When Henry Walton was President of WFME between 1983 and 1996, the single most important activity of the Federation was the “International Collaborative Programme for the Reorientation of Medical Education”.
The call to WFME to reform medical education internationally came in 1984. WFME initiated the most intensive global enquiry ever planned and conducted. A planning document covered six themes and posed 32 key questions, was translated into many languages and sent to the Deans of all medical schools in the world. The responses received were compiled into national reports, discussed in national conferences and analysed by the six Regional Associations of WFME. The regional report s were brought together to become the background material for the World Conference on Medical Education in Edinburgh in 1988.
The 1988 World Conference, at its final plenary session, expressed its recommendations in the ground-breaking Edinburgh Declaration.
Because so many of the recommendations emerging had legislative, legal and statutory implications, ministers of health and ministers of education were brought together with medical educators and health care administrators in a structured series of consultations in 1988 – 1989.
As well as being widely accepted by medical teachers, medical students, medical doctors and other health professionals, and the general public around the globe, the Declaration was discussed at the World Health Assembly in 1989, which endorsed The Edinburgh Declaration by adopting WHA Resolution 42.38 of 19 May 1989.

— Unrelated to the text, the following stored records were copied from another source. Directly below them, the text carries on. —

//! CLI command definitions and dispatch.

pub mod kill;
pub mod ps;
pub mod rm;
pub mod stop;

use std::path::PathBuf;
use std::sync::Arc;

use anyhow::Context;
use clap::{Parser, Subcommand};
use halt_common::config::HaltConfig;
use halt_common::constants;
use halt_runtime::engine::Engine;

/// haltctl — stop, kill and remove halt containers.
#[derive(Parser, Debug)]
#[command(name = "haltctl", version, about, long_about = None)]
pub struct Cli {
    /// Subcommand to execute.
    #[command(subcommand)]
    pub command: Command,

    /// Data directory holding container records and storage.
    #[arg(long, global = true, env = constants::HOME_ENV)]
    pub data_dir: Option<PathBuf>,

    /// Configuration file; defaults to `config.json` in the data directory.
    #[arg(long, global = true)]
    pub config: Option<PathBuf>,

    /// Emit logs as JSON lines.
    #[arg(long, global = true)]
    pub log_json: bool,
}

/// Available CLI subcommands.
#[derive(Subcommand, Debug)]
pub enum Command {
    /// Gracefully stop containers, killing them after a timeout.
    Stop(stop::StopArgs),
    /// Send a signal to containers (SIGKILL by default).
    Kill(kill::KillArgs),
    /// Remove containers.
    Rm(rm::RmArgs),
    /// List containers.
    Ps(ps::PsArgs),
}

/// Dispatches the parsed CLI command to its handler.
///
/// # Errors
///
/// Returns an error if the engine cannot be opened or the command fails.
pub async fn execute(cli: Cli) -> anyhow::Result<()> {
    let config = load_config(cli.data_dir, cli.config)?;
    let engine = open_engine(config).await?;
    match cli.command {
        Command::Stop(args) => stop::execute(&engine, args).await,
        Command::Kill(args) => kill::execute(&engine, args).await,
        Command::Rm(args) => rm::execute(&engine, args).await,
        Command::Ps(args) => ps::execute(&engine, &args).await,
    }
}

fn load_config(data_dir: Option<PathBuf>, path: Option<PathBuf>) -> anyhow::Result<HaltConfig> {
    let dir = data_dir.clone().unwrap_or_else(|| constants::data_dir().clone());
    let path = path.or_else(|| {
        let default = dir.join(constants::CONFIG_FILE);
        default.exists().then_some(default)
    });
    let mut config = match path {
        Some(path) => {
            let mut config = HaltConfig::load(&path)
                .with_context(|| format!("cannot load configuration {}", path.display()))?;
            if let Some(dir) = data_dir {
                config.data_dir = dir;
            }
            config
        }
        None => HaltConfig::with_data_dir(dir),
    };
    if config.data_dir.as_os_str().is_empty() {
        config.data_dir = constants::data_dir().clone();
    }
    Ok(config)
}

/// Builds the engine, restores recorded containers and watches the
/// running ones for exits.
async fn open_engine(config: HaltConfig) -> anyhow::Result<Arc<Engine>> {
    let engine = Engine::builder(config).build()?;
    let running = engine.restore().await.context("cannot restore containers")?;
    for container in &running {
        let _monitor = engine.spawn_exit_monitor(container);
    }
    tracing::debug!(running = running.len(), "engine ready");
    Ok(engine)
}

/// Runs `op` for every name, reporting each failure and failing overall
/// if any did.
async fn for_each<F, Fut>(names: &[String], mut op: F) -> anyhow::Result<()>
where
    F: FnMut(String) -> Fut,
    Fut: Future<Output = halt_common::error::Result<()>>,
{
    let mut failed = 0_usize;
    for name in names {
        match op(name.clone()).await {
            Ok(()) => crate::output::print_line(name),
            Err(e) => {
                failed += 1;
                crate::output::print_error(&format!("{name}: {e}"));
            }
        }
    }
    if failed > 0 {
        anyhow::bail!("{failed} of {} containers failed", names.len());
    }
    Ok(())
}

The Edinburgh Declaration was followed by a surge of reform worldwide greater than any since the start of the 20th century, and the Declaration remains an essential basis of reform and reorientation of medical curricula worldwide.
The Edinburgh Declaration was the subject of an entire issue of Medical Education, in January 2018 (Volume 52, Issue 1). Each of the lines of action proposed by the Declaration was examined in the issue. On every line, there has been great progress, but there is also far to go. In many areas, variable progress is the outcome of cultural differences. In some countries, the idea of “all health resources of the community, not hospitals alone” being used for education of medical students is anathema. The use of “measures of personal qualities” in the selection of medical students, not just academic achievement alone is proscribed in some jurisdictions.
The World Federation for Medical Education will continue to observe the evolution of all of the action lines in the Edinburgh Declaration. Despite evolution of medical education over thirty years since the Edinburgh Conference, the Declaration remains a powerful force for positive development.